*** Opening of Dataset ***

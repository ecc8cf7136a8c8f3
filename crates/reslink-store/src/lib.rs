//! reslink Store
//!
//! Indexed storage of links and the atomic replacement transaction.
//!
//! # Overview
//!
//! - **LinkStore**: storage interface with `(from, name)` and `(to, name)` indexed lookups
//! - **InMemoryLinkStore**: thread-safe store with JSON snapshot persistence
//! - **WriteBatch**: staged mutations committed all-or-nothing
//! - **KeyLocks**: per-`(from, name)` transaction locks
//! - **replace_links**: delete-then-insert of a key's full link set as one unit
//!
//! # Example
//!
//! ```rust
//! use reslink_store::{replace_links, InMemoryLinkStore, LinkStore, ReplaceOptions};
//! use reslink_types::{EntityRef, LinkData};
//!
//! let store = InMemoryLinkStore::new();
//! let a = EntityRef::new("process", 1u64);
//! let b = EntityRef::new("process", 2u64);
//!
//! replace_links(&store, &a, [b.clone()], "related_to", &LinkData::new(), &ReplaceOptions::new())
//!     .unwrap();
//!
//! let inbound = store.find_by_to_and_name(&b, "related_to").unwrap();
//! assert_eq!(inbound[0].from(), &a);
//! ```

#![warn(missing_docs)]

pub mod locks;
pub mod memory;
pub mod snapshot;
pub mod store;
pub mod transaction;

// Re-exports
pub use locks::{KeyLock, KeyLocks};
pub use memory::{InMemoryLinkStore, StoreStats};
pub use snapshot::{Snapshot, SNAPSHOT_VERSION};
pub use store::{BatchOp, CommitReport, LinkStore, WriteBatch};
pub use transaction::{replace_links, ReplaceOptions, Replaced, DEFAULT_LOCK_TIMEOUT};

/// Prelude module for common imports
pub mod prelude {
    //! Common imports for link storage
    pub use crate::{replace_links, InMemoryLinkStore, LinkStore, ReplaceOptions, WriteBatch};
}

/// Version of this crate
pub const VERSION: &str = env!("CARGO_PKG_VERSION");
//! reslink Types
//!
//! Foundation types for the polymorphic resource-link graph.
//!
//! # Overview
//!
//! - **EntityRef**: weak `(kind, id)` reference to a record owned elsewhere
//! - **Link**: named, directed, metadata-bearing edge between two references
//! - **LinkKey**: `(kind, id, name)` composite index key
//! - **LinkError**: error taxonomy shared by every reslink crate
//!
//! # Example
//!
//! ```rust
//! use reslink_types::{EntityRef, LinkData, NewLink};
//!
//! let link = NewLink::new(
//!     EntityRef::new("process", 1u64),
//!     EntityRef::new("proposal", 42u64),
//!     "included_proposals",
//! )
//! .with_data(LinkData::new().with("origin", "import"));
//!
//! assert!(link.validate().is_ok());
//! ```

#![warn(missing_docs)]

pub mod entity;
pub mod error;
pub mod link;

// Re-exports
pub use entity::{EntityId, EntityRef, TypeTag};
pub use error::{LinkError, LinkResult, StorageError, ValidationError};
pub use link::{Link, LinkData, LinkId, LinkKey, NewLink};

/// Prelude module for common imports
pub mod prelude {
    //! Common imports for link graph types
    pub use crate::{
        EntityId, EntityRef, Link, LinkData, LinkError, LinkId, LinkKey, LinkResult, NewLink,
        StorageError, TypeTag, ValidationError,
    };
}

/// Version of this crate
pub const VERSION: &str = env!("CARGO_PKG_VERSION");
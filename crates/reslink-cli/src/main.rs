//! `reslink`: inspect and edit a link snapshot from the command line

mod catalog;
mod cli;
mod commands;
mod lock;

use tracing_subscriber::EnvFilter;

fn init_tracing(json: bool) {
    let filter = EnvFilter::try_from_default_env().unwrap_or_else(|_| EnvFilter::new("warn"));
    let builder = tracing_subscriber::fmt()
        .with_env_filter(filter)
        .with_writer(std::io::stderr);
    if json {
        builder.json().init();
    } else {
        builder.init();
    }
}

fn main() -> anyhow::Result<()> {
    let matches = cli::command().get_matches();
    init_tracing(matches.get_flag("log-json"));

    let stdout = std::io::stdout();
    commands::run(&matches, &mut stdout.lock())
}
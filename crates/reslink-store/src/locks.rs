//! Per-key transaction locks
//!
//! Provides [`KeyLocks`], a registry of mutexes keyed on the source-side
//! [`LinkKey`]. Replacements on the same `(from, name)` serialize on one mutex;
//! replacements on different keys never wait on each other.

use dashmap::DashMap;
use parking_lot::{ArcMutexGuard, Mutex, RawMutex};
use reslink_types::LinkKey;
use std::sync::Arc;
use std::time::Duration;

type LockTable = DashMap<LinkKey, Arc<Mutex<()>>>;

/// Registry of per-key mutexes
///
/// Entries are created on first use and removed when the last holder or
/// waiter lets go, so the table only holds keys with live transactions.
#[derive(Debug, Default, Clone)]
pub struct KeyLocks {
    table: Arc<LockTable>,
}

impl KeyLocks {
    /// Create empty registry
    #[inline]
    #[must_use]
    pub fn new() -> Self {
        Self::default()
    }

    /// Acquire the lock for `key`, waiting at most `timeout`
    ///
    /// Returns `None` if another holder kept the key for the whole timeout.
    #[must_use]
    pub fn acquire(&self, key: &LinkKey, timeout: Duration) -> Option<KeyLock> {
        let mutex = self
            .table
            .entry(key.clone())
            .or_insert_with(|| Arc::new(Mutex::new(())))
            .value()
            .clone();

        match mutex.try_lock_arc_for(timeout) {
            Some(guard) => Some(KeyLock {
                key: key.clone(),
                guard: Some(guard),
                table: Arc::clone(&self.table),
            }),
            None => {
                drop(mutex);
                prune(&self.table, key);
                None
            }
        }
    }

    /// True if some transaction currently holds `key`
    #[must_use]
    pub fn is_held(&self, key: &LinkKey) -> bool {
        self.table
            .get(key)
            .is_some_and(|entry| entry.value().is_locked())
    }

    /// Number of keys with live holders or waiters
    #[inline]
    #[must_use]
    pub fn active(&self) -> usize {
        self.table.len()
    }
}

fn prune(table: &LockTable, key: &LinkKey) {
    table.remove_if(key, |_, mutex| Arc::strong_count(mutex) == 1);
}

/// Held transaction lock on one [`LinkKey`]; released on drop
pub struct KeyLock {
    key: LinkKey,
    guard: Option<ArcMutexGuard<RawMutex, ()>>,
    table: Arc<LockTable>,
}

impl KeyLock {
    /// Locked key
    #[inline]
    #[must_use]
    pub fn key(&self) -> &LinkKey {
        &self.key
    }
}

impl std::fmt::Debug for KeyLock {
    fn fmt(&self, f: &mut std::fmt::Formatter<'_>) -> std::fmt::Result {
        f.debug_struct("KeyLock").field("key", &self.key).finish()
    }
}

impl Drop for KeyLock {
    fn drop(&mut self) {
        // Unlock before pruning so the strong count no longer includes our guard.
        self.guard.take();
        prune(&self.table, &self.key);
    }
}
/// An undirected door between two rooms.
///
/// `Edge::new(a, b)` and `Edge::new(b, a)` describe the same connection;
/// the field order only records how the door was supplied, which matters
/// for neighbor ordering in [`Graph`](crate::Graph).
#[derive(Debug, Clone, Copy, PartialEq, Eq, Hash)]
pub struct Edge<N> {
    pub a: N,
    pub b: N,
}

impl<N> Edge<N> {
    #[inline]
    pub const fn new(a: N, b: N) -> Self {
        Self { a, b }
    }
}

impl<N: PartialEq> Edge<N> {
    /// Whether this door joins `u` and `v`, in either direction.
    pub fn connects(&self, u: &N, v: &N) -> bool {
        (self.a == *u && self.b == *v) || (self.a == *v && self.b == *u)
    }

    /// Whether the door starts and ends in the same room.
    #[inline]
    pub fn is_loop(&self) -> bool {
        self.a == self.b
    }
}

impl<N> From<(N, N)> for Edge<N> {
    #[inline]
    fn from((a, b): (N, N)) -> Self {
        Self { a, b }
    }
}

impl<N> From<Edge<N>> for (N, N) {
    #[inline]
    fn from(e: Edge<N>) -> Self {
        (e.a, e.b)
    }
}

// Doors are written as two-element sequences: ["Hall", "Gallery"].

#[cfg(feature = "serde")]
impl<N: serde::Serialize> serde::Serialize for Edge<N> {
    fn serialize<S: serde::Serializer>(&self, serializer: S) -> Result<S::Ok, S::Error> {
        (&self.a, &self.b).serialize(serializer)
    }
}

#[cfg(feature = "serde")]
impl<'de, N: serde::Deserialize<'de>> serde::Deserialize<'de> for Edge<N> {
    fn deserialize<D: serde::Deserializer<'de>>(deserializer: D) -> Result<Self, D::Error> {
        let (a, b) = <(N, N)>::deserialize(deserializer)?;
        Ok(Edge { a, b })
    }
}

*** Close of Dataset ***

* **What this task involves**: The lines sought are those in the data above that include the string "WriteBatch"; copy each one.

* **Answer to this exercise**:
//! - **WriteBatch**: staged mutations committed all-or-nothing
pub use store::{BatchOp, CommitReport, LinkStore, WriteBatch};
    pub use crate::{replace_links, InMemoryLinkStore, LinkStore, ReplaceOptions, WriteBatch};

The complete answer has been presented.